Jackson Lab groundbreaking heralds expanded space, more jobs

Courtesy / Jackson Laboratory A rendering of Jackson Lab's mouse vivarium in Ellsworth.

Officials from the Bar Harbor-based Jackson Laboratory were joined by U.S. Sens. Angus King, Susan Collins and other state and local officials earlier in the week to celebrate the kickoff of the retrofitting and expansion of an Ellsworth building that once housed a Lowe's Home Improvement retail store.

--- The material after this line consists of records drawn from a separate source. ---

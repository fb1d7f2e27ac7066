//! The sync coordinator.
//!
//! Drives the external CRM collaborator: one outstanding request at a time,
//! one all-or-nothing outcome per request, no automatic retry. The syncable
//! subset is captured at dispatch and only that subset's statuses are
//! updated when the outcome arrives.

use crate::error::{IntakeError, IntakeResult};
use crate::store::ReconciliationStore;
use async_trait::async_trait;
use pir_types::{PatientRecord, SyncStatus};

/// Typed failure from the CRM collaborator.
#[derive(Debug, thiserror::Error)]
pub enum CrmError {
    #[error("CRM rejected the batch: {0}")]
    Rejected(String),
    #[error("could not reach the CRM: {0}")]
    Transport(String),
}

/// External CRM collaborator boundary.
///
/// The contract is all-or-nothing for the pushed subset: a single success or
/// a single typed failure, no per-record result shape.
#[async_trait]
pub trait CrmClient {
    async fn push_records(&self, records: &[PatientRecord]) -> Result<(), CrmError>;
}

/// Subset captured at dispatch time: the `(ehr_id, revision)` pairs whose
/// statuses the outcome may touch, plus the payload for the collaborator.
#[derive(Debug)]
struct SyncTicket {
    captured: Vec<(String, u64)>,
    payload: Vec<PatientRecord>,
}

/// Coordinates sync attempts against the active batch.
#[derive(Debug, Default)]
pub struct SyncCoordinator {
    in_flight: bool,
}

impl SyncCoordinator {
    pub fn new() -> Self {
        Self::default()
    }

    pub fn is_in_flight(&self) -> bool {
        self.in_flight
    }

    /// Pushes the current syncable subset to the CRM collaborator.
    ///
    /// On success every pushed record becomes `synced`; on failure every
    /// pushed record becomes `error` and the failure is surfaced for
    /// display. Records edited while the request was in flight keep their
    /// own `pending` status either way. Returns the number of records whose
    /// status the outcome updated.
    ///
    /// # Errors
    ///
    /// - [`IntakeError::NothingToSync`] when the syncable subset is empty;
    ///   the collaborator is not called
    /// - [`IntakeError::SyncInFlight`] while a previous request is pending
    /// - [`IntakeError::Sync`] carrying the collaborator's failure, after
    ///   the captured subset has been marked `error`
    pub async fn sync<C>(
        &mut self,
        store: &mut ReconciliationStore,
        crm: &C,
    ) -> IntakeResult<usize>
    where
        C: CrmClient + ?Sized,
    {
        let ticket = self.dispatch(store)?;
        let outcome = crm.push_records(&ticket.payload).await;
        self.complete(store, ticket, outcome)
    }

    /// Captures the syncable subset and marks the request in flight.
    fn dispatch(&mut self, store: &ReconciliationStore) -> IntakeResult<SyncTicket> {
        if self.in_flight {
            return Err(IntakeError::SyncInFlight);
        }

        let syncable = store.select_syncable();
        if syncable.is_empty() {
            return Err(IntakeError::NothingToSync);
        }

        let captured = syncable
            .iter()
            .map(|r| (r.ehr_id().to_string(), r.revision))
            .collect();
        let payload = syncable.into_iter().cloned().collect();

        self.in_flight = true;
        Ok(SyncTicket { captured, payload })
    }

    /// Writes the outcome back into the store for the captured subset.
    ///
    /// The in-flight flag clears unconditionally; there is no cancellation
    /// path that could leave it set.
    fn complete(
        &mut self,
        store: &mut ReconciliationStore,
        ticket: SyncTicket,
        outcome: Result<(), CrmError>,
    ) -> IntakeResult<usize> {
        self.in_flight = false;

        match outcome {
            Ok(()) => {
                let updated = store.apply_sync_outcome(&ticket.captured, SyncStatus::Synced);
                tracing::info!("synced {updated} records to the CRM");
                Ok(updated)
            }
            Err(err) => {
                store.apply_sync_outcome(&ticket.captured, SyncStatus::Error);
                tracing::error!("sync failed: {err}");
                Err(IntakeError::Sync(err))
            }
        }
    }
}

#[cfg(test)]
mod tests {
    use super::*;
    use crate::ingest::{ingest_csv, CSV_MEDIA_TYPE};
    use std::collections::BTreeMap;

    const SAMPLE: &str = "EHR ID,Patient Name,Email,Phone,Referring Provider\n\
        001,John Doe,john@example.com,1234567890,Dr. Smith\n\
        ,Jane Roe,jane@example.com,0987654321,Dr. Jones\n\
        003,Max Mustermann,max@example.com,5551234567,Dr. Brown";

    struct StubCrm {
        outcome: Result<(), &'static str>,
    }

    #[async_trait]
    impl CrmClient for StubCrm {
        async fn push_records(&self, _records: &[PatientRecord]) -> Result<(), CrmError> {
            self.outcome
                .map_err(|msg| CrmError::Rejected(msg.to_string()))
        }
    }

    fn loaded_store() -> ReconciliationStore {
        let batch = ingest_csv("patients.csv", CSV_MEDIA_TYPE, SAMPLE).expect("ingest");
        let mut store = ReconciliationStore::new();
        store.load(batch);
        store
    }

    fn status_of(store: &ReconciliationStore, ehr_id: &str) -> SyncStatus {
        store.record(ehr_id).expect("record").sync_status
    }

    #[tokio::test]
    async fn success_marks_the_pushed_subset_synced() {
        let mut store = loaded_store();
        let mut coordinator = SyncCoordinator::new();
        let crm = StubCrm { outcome: Ok(()) };

        let updated = coordinator.sync(&mut store, &crm).await.expect("sync");
        assert_eq!(updated, 2);
        assert_eq!(status_of(&store, "001"), SyncStatus::Synced);
        assert_eq!(status_of(&store, "003"), SyncStatus::Synced);
        assert!(!coordinator.is_in_flight());
    }

    #[tokio::test]
    async fn failure_marks_the_pushed_subset_error_and_surfaces_the_reason() {
        let mut store = loaded_store();
        let mut coordinator = SyncCoordinator::new();
        let crm = StubCrm {
            outcome: Err("service unavailable"),
        };

        let err = coordinator
            .sync(&mut store, &crm)
            .await
            .expect_err("sync should fail");
        assert!(matches!(err, IntakeError::Sync(_)));
        assert!(err.to_string().contains("service unavailable"));
        assert_eq!(status_of(&store, "001"), SyncStatus::Error);
        assert_eq!(status_of(&store, "003"), SyncStatus::Error);
        assert!(!coordinator.is_in_flight());
    }

    #[tokio::test]
    async fn invalid_records_are_untouched_by_either_outcome() {
        let mut store = loaded_store();
        let mut coordinator = SyncCoordinator::new();

        coordinator
            .sync(&mut store, &StubCrm { outcome: Ok(()) })
            .await
            .expect("sync");
        assert_eq!(status_of(&store, ""), SyncStatus::Pending);

        let _ = coordinator
            .sync(&mut store, &StubCrm { outcome: Err("down") })
            .await;
        assert_eq!(status_of(&store, ""), SyncStatus::Pending);
    }

    #[tokio::test]
    async fn an_empty_subset_short_circuits_without_a_call() {
        let mut store = ReconciliationStore::new();
        let mut coordinator = SyncCoordinator::new();
        let crm = StubCrm {
            outcome: Err("must never be reached"),
        };

        let err = coordinator
            .sync(&mut store, &crm)
            .await
            .expect_err("nothing to sync");
        assert!(matches!(err, IntakeError::NothingToSync));
        assert!(!coordinator.is_in_flight());
    }

    #[test]
    fn a_second_dispatch_is_rejected_while_one_is_in_flight() {
        let mut coordinator = SyncCoordinator::new();
        let store = loaded_store();

        let _ticket = coordinator.dispatch(&store).expect("first dispatch");
        assert!(coordinator.is_in_flight());

        let err = coordinator.dispatch(&store).expect_err("second dispatch");
        assert!(matches!(err, IntakeError::SyncInFlight));
    }

    #[test]
    fn the_in_flight_flag_clears_unconditionally_on_completion() {
        let mut coordinator = SyncCoordinator::new();
        let mut store = loaded_store();

        let ticket = coordinator.dispatch(&store).expect("dispatch");
        let _ = coordinator.complete(
            &mut store,
            ticket,
            Err(CrmError::Transport("timed out".to_string())),
        );
        assert!(!coordinator.is_in_flight());

        let ticket = coordinator.dispatch(&store).expect("dispatch after failure");
        let updated = coordinator
            .complete(&mut store, ticket, Ok(()))
            .expect("complete");
        assert_eq!(updated, 2);
    }

    #[test]
    fn a_record_edited_mid_flight_keeps_its_pending_status() {
        let mut coordinator = SyncCoordinator::new();
        let mut store = loaded_store();

        let ticket = coordinator.dispatch(&store).expect("dispatch");

        let mut patch = BTreeMap::new();
        patch.insert("phone".to_string(), "1112223333".to_string());
        store.commit_edit("001", &patch).expect("edit mid-flight");

        let updated = coordinator
            .complete(&mut store, ticket, Ok(()))
            .expect("complete");
        assert_eq!(updated, 1);
        assert_eq!(status_of(&store, "001"), SyncStatus::Pending);
        assert_eq!(status_of(&store, "003"), SyncStatus::Synced);
    }
}
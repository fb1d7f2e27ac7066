//! Header normalization.
//!
//! Maps arbitrary human-readable column labels to canonical field
//! identifiers. The rule, applied independently per header: lowercase, strip
//! every character that is not a letter, digit, or space, then camel-case on
//! the remaining whitespace-delimited words (first word lowercase, later
//! words capitalised) and drop the spaces. `"Referring Provider"` becomes
//! `referringProvider`; `"EHR ID"` becomes `ehrId`.

use pir_types::{CanonicalField, HeaderMap};

/// Normalizes one raw header string to its canonical field identifier.
pub fn normalize_header(raw: &str) -> String {
    let cleaned: String = raw
        .to_lowercase()
        .chars()
        .filter(|c| c.is_ascii_alphanumeric() || *c == ' ')
        .collect();

    let mut canonical = String::with_capacity(cleaned.len());
    for (index, word) in cleaned.split_whitespace().enumerate() {
        if index == 0 {
            canonical.push_str(word);
            continue;
        }
        let mut chars = word.chars();
        if let Some(first) = chars.next() {
            canonical.push(first.to_ascii_uppercase());
            canonical.extend(chars);
        }
    }
    canonical
}

/// Returns the *raw* header names expected but absent from a parsed header
/// map, in contract order.
///
/// An empty result means the header set is a superset of the five required
/// canonical fields and the batch may be accepted.
pub fn missing_required_headers(header_map: &HeaderMap) -> Vec<String> {
    CanonicalField::REQUIRED
        .iter()
        .filter(|field| !header_map.contains(field.key()))
        .map(|field| field.raw_header().to_string())
        .collect()
}

#[cfg(test)]
mod tests {
    use super::*;

    #[test]
    fn normalizes_the_required_headers_to_their_canonical_identifiers() {
        assert_eq!(normalize_header("EHR ID"), "ehrId");
        assert_eq!(normalize_header("Patient Name"), "patientName");
        assert_eq!(normalize_header("Email"), "email");
        assert_eq!(normalize_header("Phone"), "phone");
        assert_eq!(normalize_header("Referring Provider"), "referringProvider");
    }

    #[test]
    fn normalization_is_whitespace_invariant() {
        assert_eq!(normalize_header(" Email "), normalize_header("Email"));
        assert_eq!(normalize_header("Referring   Provider"), "referringProvider");
    }

    #[test]
    fn normalization_strips_special_characters() {
        assert_eq!(normalize_header("E-mail Address"), "emailAddress");
        assert_eq!(normalize_header("Phone #"), "phone");
        assert_eq!(normalize_header("Patient's Name"), "patientsName");
    }

    #[test]
    fn normalization_is_case_insensitive() {
        assert_eq!(normalize_header("ehr id"), "ehrId");
        assert_eq!(normalize_header("EHR id"), normalize_header("ehr ID"));
    }

    #[test]
    fn normalizing_an_empty_header_yields_an_empty_identifier() {
        assert_eq!(normalize_header(""), "");
        assert_eq!(normalize_header("   "), "");
        assert_eq!(normalize_header("***"), "");
    }

    #[test]
    fn reports_missing_headers_by_raw_name() {
        let mut header_map = HeaderMap::new();
        header_map.insert("ehrId", "EHR ID");
        header_map.insert("patientName", "Patient Name");
        header_map.insert("email", "Email");
        header_map.insert("referringProvider", "Referring Provider");

        assert_eq!(missing_required_headers(&header_map), vec!["Phone"]);
    }

    #[test]
    fn reports_no_missing_headers_for_a_complete_set() {
        let mut header_map = HeaderMap::new();
        for field in pir_types::CanonicalField::REQUIRED {
            header_map.insert(field.key(), field.raw_header());
        }
        header_map.insert("insurer", "Insurer");

        assert!(missing_required_headers(&header_map).is_empty());
    }

    #[test]
    fn reports_every_missing_header_for_an_empty_map() {
        assert_eq!(
            missing_required_headers(&HeaderMap::new()),
            vec!["EHR ID", "Patient Name", "Email", "Phone", "Referring Provider"]
        );
    }
}
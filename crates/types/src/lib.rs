//! # PIR Types
//!
//! Shared domain types for the PIR patient intake system.
//!
//! This crate defines the data model that every other PIR crate speaks:
//! - Canonical field identifiers and the required-header contract
//! - Patient records keyed by canonical field identifier
//! - The batch (one imported CSV's worth of records plus metadata)
//! - The per-record sync status lifecycle
//!
//! **No engine concerns**: parsing, validation, and reconciliation logic
//! belong in `pir-core`.

pub mod batch;
pub mod fields;
pub mod record;

pub use batch::{Batch, HeaderMap};
pub use fields::CanonicalField;
pub use record::{PatientRecord, SyncStatus};
//! Patient records and the sync status lifecycle.

use crate::fields::CanonicalField;
use serde::{Deserialize, Serialize};
use std::collections::BTreeMap;

/// Per-record sync lifecycle marker.
///
/// A record starts `pending` and returns to `pending` on every edit. It
/// becomes `synced` or `error` only as the outcome of a completed sync
/// attempt that included it.
#[derive(Clone, Copy, Debug, Default, PartialEq, Eq, Serialize, Deserialize)]
#[serde(rename_all = "lowercase")]
pub enum SyncStatus {
    #[default]
    Pending,
    Synced,
    Error,
}

impl std::fmt::Display for SyncStatus {
    fn fmt(&self, f: &mut std::fmt::Formatter<'_>) -> std::fmt::Result {
        let s = match self {
            SyncStatus::Pending => "pending",
            SyncStatus::Synced => "synced",
            SyncStatus::Error => "error",
        };
        write!(f, "{s}")
    }
}

/// One patient record: canonical field identifier -> string value, plus
/// derived attributes.
///
/// `is_valid` and `sync_status` are derived state owned by the
/// reconciliation engine; they are carried here so a persisted batch restores
/// with its lifecycle intact. `revision` increments on every committed edit
/// and lets a sync outcome recognise records edited after dispatch.
#[derive(Clone, Debug, Default, PartialEq, Eq, Serialize, Deserialize)]
pub struct PatientRecord {
    #[serde(default, rename = "isValid")]
    pub is_valid: bool,

    #[serde(default, rename = "syncStatus")]
    pub sync_status: SyncStatus,

    #[serde(default)]
    pub revision: u64,

    /// All field values, keyed by canonical field identifier. Extra CSV
    /// columns land here too, under their normalized header key.
    #[serde(flatten)]
    fields: BTreeMap<String, String>,
}

impl PatientRecord {
    /// Creates a record from parsed field values.
    ///
    /// Derived attributes start at their defaults: not validated, `pending`,
    /// revision zero. The reconciliation store owns recomputing `is_valid`.
    pub fn new(fields: BTreeMap<String, String>) -> Self {
        Self {
            is_valid: false,
            sync_status: SyncStatus::Pending,
            revision: 0,
            fields,
        }
    }

    /// Returns the value for a canonical field identifier, or `""` when the
    /// field is absent.
    pub fn field(&self, key: &str) -> &str {
        self.fields.get(key).map(String::as_str).unwrap_or_default()
    }

    /// The record's stable key within a batch.
    pub fn ehr_id(&self) -> &str {
        self.field(CanonicalField::EhrId.key())
    }

    pub fn patient_name(&self) -> &str {
        self.field(CanonicalField::PatientName.key())
    }

    /// Sets a single field value, inserting the key if absent.
    pub fn set_field(&mut self, key: impl Into<String>, value: impl Into<String>) {
        self.fields.insert(key.into(), value.into());
    }

    /// Iterates field values in canonical-identifier order.
    pub fn fields(&self) -> impl Iterator<Item = (&str, &str)> {
        self.fields.iter().map(|(k, v)| (k.as_str(), v.as_str()))
    }
}
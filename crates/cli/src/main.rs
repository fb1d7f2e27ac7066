//! Command-line driver for the PIR intake engine.
//!
//! Thin glue only: reads files, wires the persistence collaborator and the
//! simulated CRM, and prints outcomes. All ingestion, reconciliation, and
//! sync logic lives in `pir-core`.

mod crm;

use anyhow::Context;
use clap::{Parser, Subcommand};
use pir_core::{
    clear_active_batch, ingest_csv, load_active_batch, save_active_batch, DirectoryStore,
    IntakeError, ReconciliationStore, SyncCoordinator, CSV_MEDIA_TYPE,
};
use pir_types::{Batch, CanonicalField};
use std::collections::BTreeMap;
use std::path::{Path, PathBuf};
use tracing_subscriber::{layer::SubscriberExt, util::SubscriberInitExt};

use crm::SimulatedCrm;

#[derive(Parser)]
#[command(name = "pir")]
#[command(about = "PIR patient intake reconciliation CLI")]
struct Cli {
    #[command(subcommand)]
    command: Commands,
}

#[derive(Subcommand)]
enum Commands {
    /// Import a patient CSV as the active batch
    Import {
        /// Path to the CSV file
        path: PathBuf,
        /// Declared media type (defaults to a guess from the file extension)
        #[arg(long)]
        media_type: Option<String>,
    },
    /// List the active batch's records
    List,
    /// Edit one record in the active batch
    Edit {
        /// EHR ID of the record to edit
        ehr_id: String,
        /// New EHR ID
        #[arg(long)]
        set_ehr_id: Option<String>,
        /// New patient name
        #[arg(long)]
        patient_name: Option<String>,
        /// New email
        #[arg(long)]
        email: Option<String>,
        /// New phone number
        #[arg(long)]
        phone: Option<String>,
        /// New referring provider
        #[arg(long)]
        referring_provider: Option<String>,
    },
    /// Push the valid records to the CRM
    Sync {
        /// Simulated CRM failure rate, 0.0 to 1.0
        #[arg(long, default_value_t = 0.2)]
        fail_rate: f64,
    },
    /// Discard the active batch
    Reset,
}

/// Best-effort declared media type from the file extension. The engine only
/// accepts `text/csv`; everything else is rejected before parsing.
fn declared_media_type(path: &Path) -> &'static str {
    match path.extension().and_then(|ext| ext.to_str()) {
        Some("csv") => CSV_MEDIA_TYPE,
        Some("txt") => "text/plain",
        _ => "application/octet-stream",
    }
}

fn data_dir() -> String {
    std::env::var("PIR_DATA_DIR").unwrap_or_else(|_| "/pir_data".into())
}

fn restore_store(kv: &DirectoryStore) -> anyhow::Result<ReconciliationStore> {
    let mut store = ReconciliationStore::new();
    if let Some(batch) = load_active_batch(kv)? {
        store.load(batch);
    }
    Ok(store)
}

fn persist_store(kv: &mut DirectoryStore, store: &ReconciliationStore) -> anyhow::Result<()> {
    if let Some(batch) = store.active() {
        save_active_batch(kv, batch)?;
    }
    Ok(())
}

fn print_batch(batch: &Batch) {
    println!(
        "{} (imported {}, {} records)",
        batch.file_name,
        batch.created.format("%-d %b %Y"),
        batch.records.len()
    );
    for record in &batch.records {
        let validity = if record.is_valid { "" } else { " (invalid)" };
        println!(
            "{:<12} {:<24} {:<28} {:<14} {:<22} {}{}",
            record.ehr_id(),
            record.patient_name(),
            record.field(CanonicalField::Email.key()),
            record.field(CanonicalField::Phone.key()),
            record.field(CanonicalField::ReferringProvider.key()),
            record.sync_status,
            validity,
        );
    }
}

#[tokio::main]
async fn main() -> anyhow::Result<()> {
    dotenvy::dotenv().ok();

    tracing_subscriber::registry()
        .with(
            tracing_subscriber::EnvFilter::from_default_env()
                .add_directive("pir_core=info".parse()?)
                .add_directive("pir=info".parse()?),
        )
        .with(tracing_subscriber::fmt::layer())
        .init();

    let cli = Cli::parse();
    let mut kv = DirectoryStore::new(data_dir());

    match cli.command {
        Commands::Import { path, media_type } => {
            let file_name = path
                .file_name()
                .and_then(|name| name.to_str())
                .unwrap_or("upload.csv")
                .to_string();
            let media_type =
                media_type.unwrap_or_else(|| declared_media_type(&path).to_string());
            let text = std::fs::read_to_string(&path)
                .with_context(|| format!("failed to read {}", path.display()))?;

            let batch = ingest_csv(&file_name, &media_type, &text)?;
            let count = batch.records.len();

            let mut store = ReconciliationStore::new();
            store.load(batch);
            persist_store(&mut kv, &store)?;
            println!("{count} records loaded successfully");
        }
        Commands::List => {
            let store = restore_store(&kv)?;
            match store.active() {
                Some(batch) => print_batch(batch),
                None => println!("No documents uploaded yet. Import a CSV to get started."),
            }
        }
        Commands::Edit {
            ehr_id,
            set_ehr_id,
            patient_name,
            email,
            phone,
            referring_provider,
        } => {
            let mut store = restore_store(&kv)?;
            store.begin_edit(&ehr_id)?;

            let mut patch = BTreeMap::new();
            let updates = [
                (CanonicalField::EhrId, set_ehr_id),
                (CanonicalField::PatientName, patient_name),
                (CanonicalField::Email, email),
                (CanonicalField::Phone, phone),
                (CanonicalField::ReferringProvider, referring_provider),
            ];
            for (field, value) in updates {
                if let Some(value) = value {
                    patch.insert(field.key().to_string(), value);
                }
            }

            if patch.is_empty() {
                store.cancel_edit();
                println!("nothing to change for '{ehr_id}'");
            } else {
                // The patch may rewrite the key field, so take the
                // confirmation from the returned record, not a re-lookup.
                let (is_valid, new_key) = {
                    let record = store.commit_edit(&ehr_id, &patch)?;
                    (record.is_valid, record.ehr_id().to_string())
                };
                persist_store(&mut kv, &store)?;
                let validity = if is_valid { "valid" } else { "invalid" };
                println!("record '{new_key}' updated ({validity}, pending)");
            }
        }
        Commands::Sync { fail_rate } => {
            let mut store = restore_store(&kv)?;
            let mut coordinator = SyncCoordinator::new();
            let crm = SimulatedCrm::new(fail_rate);

            let result = coordinator.sync(&mut store, &crm).await;
            persist_store(&mut kv, &store)?;
            match result {
                Ok(updated) => println!("{updated} records synced to the CRM"),
                Err(err @ IntakeError::NothingToSync) => println!("{err}"),
                Err(err) => return Err(err.into()),
            }
        }
        Commands::Reset => {
            clear_active_batch(&mut kv)?;
            println!("active batch discarded");
        }
    }

    Ok(())
}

Charles Hewett, the lab’s executive vice president and chief operating officer, told the Bangor Daily News the $75 million project will wrap up before the end of 2017. It will convert the former big-box location into a mouse vivarium for breeding research mice that will be sold to biomedical labs across the globe.

The project will see the current footprint of the 140,000-square-foot building expand an additional 68,000 square feet on the first floor’s interior. Hewett told the BDN that a second floor will also be added to the building’s expanded eastern façade, where lab offices and climate-control equipment will be housed.

Jackson Lab officials told the BDN the Ellsworth site will employ 100 when operations at the vivarium begin on Jan. 1, 2018. When operations at the lab kick into high gear, 230 employees will be working at the facility, three-quarters of whom will be new hires.